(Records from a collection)
# # # # # # #

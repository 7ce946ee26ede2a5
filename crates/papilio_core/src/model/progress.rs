//! Transformation milestones derived from completed tasks.
//!
//! Stages follow the product journey: awareness (caterpillar), planning
//! (chrysalis), momentum (butterfly). Nothing here is persisted.

use serde::Serialize;

/// Points at which the chrysalis stage begins.
pub const CHRYSALIS_THRESHOLD: usize = 5;
/// Points at which the butterfly stage begins.
pub const BUTTERFLY_THRESHOLD: usize = 15;

#[derive(Debug, Clone, Copy, PartialEq, Eq, Serialize)]
#[serde(rename_all = "snake_case")]
pub enum TransformationStage {
    Caterpillar,
    Chrysalis,
    Butterfly,
}

impl TransformationStage {
    pub fn from_points(points: usize) -> Self {
        if points >= BUTTERFLY_THRESHOLD {
            Self::Butterfly
        } else if points >= CHRYSALIS_THRESHOLD {
            Self::Chrysalis
        } else {
            Self::Caterpillar
        }
    }

    pub fn as_str(self) -> &'static str {
        match self {
            Self::Caterpillar => "caterpillar",
            Self::Chrysalis => "chrysalis",
            Self::Butterfly => "butterfly",
        }
    }

    /// Points still missing before the next stage; `None` at the last stage.
    pub fn points_to_next(points: usize) -> Option<usize> {
        match Self::from_points(points) {
            Self::Caterpillar => Some(CHRYSALIS_THRESHOLD - points),
            Self::Chrysalis => Some(BUTTERFLY_THRESHOLD - points),
            Self::Butterfly => None,
        }
    }
}
//! SQLite bootstrap for the durable key-value backend.
//!
//! # Responsibility
//! - Open and configure SQLite connections.
//! - Apply schema migrations before any record is read or written.
//!
//! # Invariants
//! - Migration version is tracked via `PRAGMA user_version`.

use std::error::Error;
use std::fmt::{Display, Formatter};

pub mod migrations;
mod open;

pub use open::{open_db, open_db_in_memory};

pub type DbResult<T> = Result<T, DbError>;

/// Failures while opening or upgrading the key-value database.
#[derive(Debug)]
pub enum DbError {
    Sqlite(rusqlite::Error),
    /// The file was written by a build with more migrations than this one.
    NewerSchema { found: u32, supported: u32 },
    /// A migration script failed; its transaction was rolled back.
    Migration { version: u32, source: rusqlite::Error },
}

impl Display for DbError {
    fn fmt(&self, f: &mut Formatter<'_>) -> std::fmt::Result {
        match self {
            Self::Sqlite(err) => write!(f, "sqlite: {err}"),
            Self::NewerSchema { found, supported } => write!(
                f,
                "wheel database uses schema v{found}; this build reads up to v{supported}"
            ),
            Self::Migration { version, source } => {
                write!(f, "migration v{version} failed: {source}")
            }
        }
    }
}

impl Error for DbError {
    fn source(&self) -> Option<&(dyn Error + 'static)> {
        match self {
            Self::Sqlite(err) | Self::Migration { source: err, .. } => Some(err),
            Self::NewerSchema { .. } => None,
        }
    }
}

impl From<rusqlite::Error> for DbError {
    fn from(value: rusqlite::Error) -> Self {
        Self::Sqlite(value)
    }
}
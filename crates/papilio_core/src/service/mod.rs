//! Core use-case services.
//!
//! # Responsibility
//! - Own mutable wheel state (tasks, selection) behind explicit containers.
//! - Keep UI/FFI layers decoupled from storage details.

pub mod id_gen;
pub mod selection;
pub mod task_store;
pub mod wheel_session;
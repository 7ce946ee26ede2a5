//! Flutter-facing bindings for the Papilio Lux wheel core.

pub mod api;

# # # # # # #

■ **About this task**:
Begin with the first line of the data above and, please, print each line exactly until you have printed the line containing "butterfly stage begins."; print nothing else.

■ **Problem solution**:
repository 7ce946ee26ede2a5
filename crates/papilio_core/src/model/progress.rs
//! Transformation milestones derived from completed tasks.
//!
//! Stages follow the product journey: awareness (caterpillar), planning
//! (chrysalis), momentum (butterfly). Nothing here is persisted.

use serde::Serialize;

/// Points at which the chrysalis stage begins.
pub const CHRYSALIS_THRESHOLD: usize = 5;
/// Points at which the butterfly stage begins.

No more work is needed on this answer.